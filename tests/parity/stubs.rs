
#[test]
fn bad() {
    let fixture = "bad.lox";
    let runner = suite_runner();
    match runner.run(fixture) {
        Ok(_) => panic!("{fixture} should fail but ran cleanly"),
        Err(err) => eprintln!("{fixture} failed as expected: {err}"),
    }
}

#[test]
fn good() {
    let fixture = "good.lox";
    let runner = suite_runner();
    let output = match runner.run(fixture) {
        Ok(output) => output,
        Err(err) => panic!("{fixture} should run cleanly but failed:\n{err}"),
    };
    let expected: &[&str] = &[
        "good",
    ];
    assert_eq!(
        output.lines().collect::<Vec<_>>(),
        expected,
        "{fixture} printed unexpected output"
    );
}

#[test]
fn trailing_blank() {
    let fixture = "trailing_blank.lox";
    let runner = suite_runner();
    let output = match runner.run(fixture) {
        Ok(output) => output,
        Err(err) => panic!("{fixture} should run cleanly but failed:\n{err}"),
    };
    let expected: &[&str] = &[
        "trailing_blank",
        "",
    ];
    assert_eq!(
        output.lines().collect::<Vec<_>>(),
        expected,
        "{fixture} printed unexpected output"
    );
}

■ ■ ■ ■

▸ **EXERCISE DIRECTIONS**: Exact copies of all the lines above are required.

▸ **RESULT OF THE TASK**:
filename tests/parity/stubs.rs

#[test]
fn bad() {
    let fixture = "bad.lox";
    let runner = suite_runner();
    match runner.run(fixture) {
        Ok(_) => panic!("{fixture} should fail but ran cleanly"),
        Err(err) => eprintln!("{fixture} failed as expected: {err}"),
    }
}

#[test]
fn good() {
    let fixture = "good.lox";
    let runner = suite_runner();
    let output = match runner.run(fixture) {
        Ok(output) => output,
        Err(err) => panic!("{fixture} should run cleanly but failed:\n{err}"),
    };
    let expected: &[&str] = &[
        "good",
    ];
    assert_eq!(
        output.lines().collect::<Vec<_>>(),
        expected,
        "{fixture} printed unexpected output"
    );
}

#[test]
fn trailing_blank() {
    let fixture = "trailing_blank.lox";
    let runner = suite_runner();
    let output = match runner.run(fixture) {
        Ok(output) => output,
        Err(err) => panic!("{fixture} should run cleanly but failed:\n{err}"),
    };
    let expected: &[&str] = &[
        "trailing_blank",
        "",
    ];
    assert_eq!(
        output.lines().collect::<Vec<_>>(),
        expected,
        "{fixture} printed unexpected output"
    );
}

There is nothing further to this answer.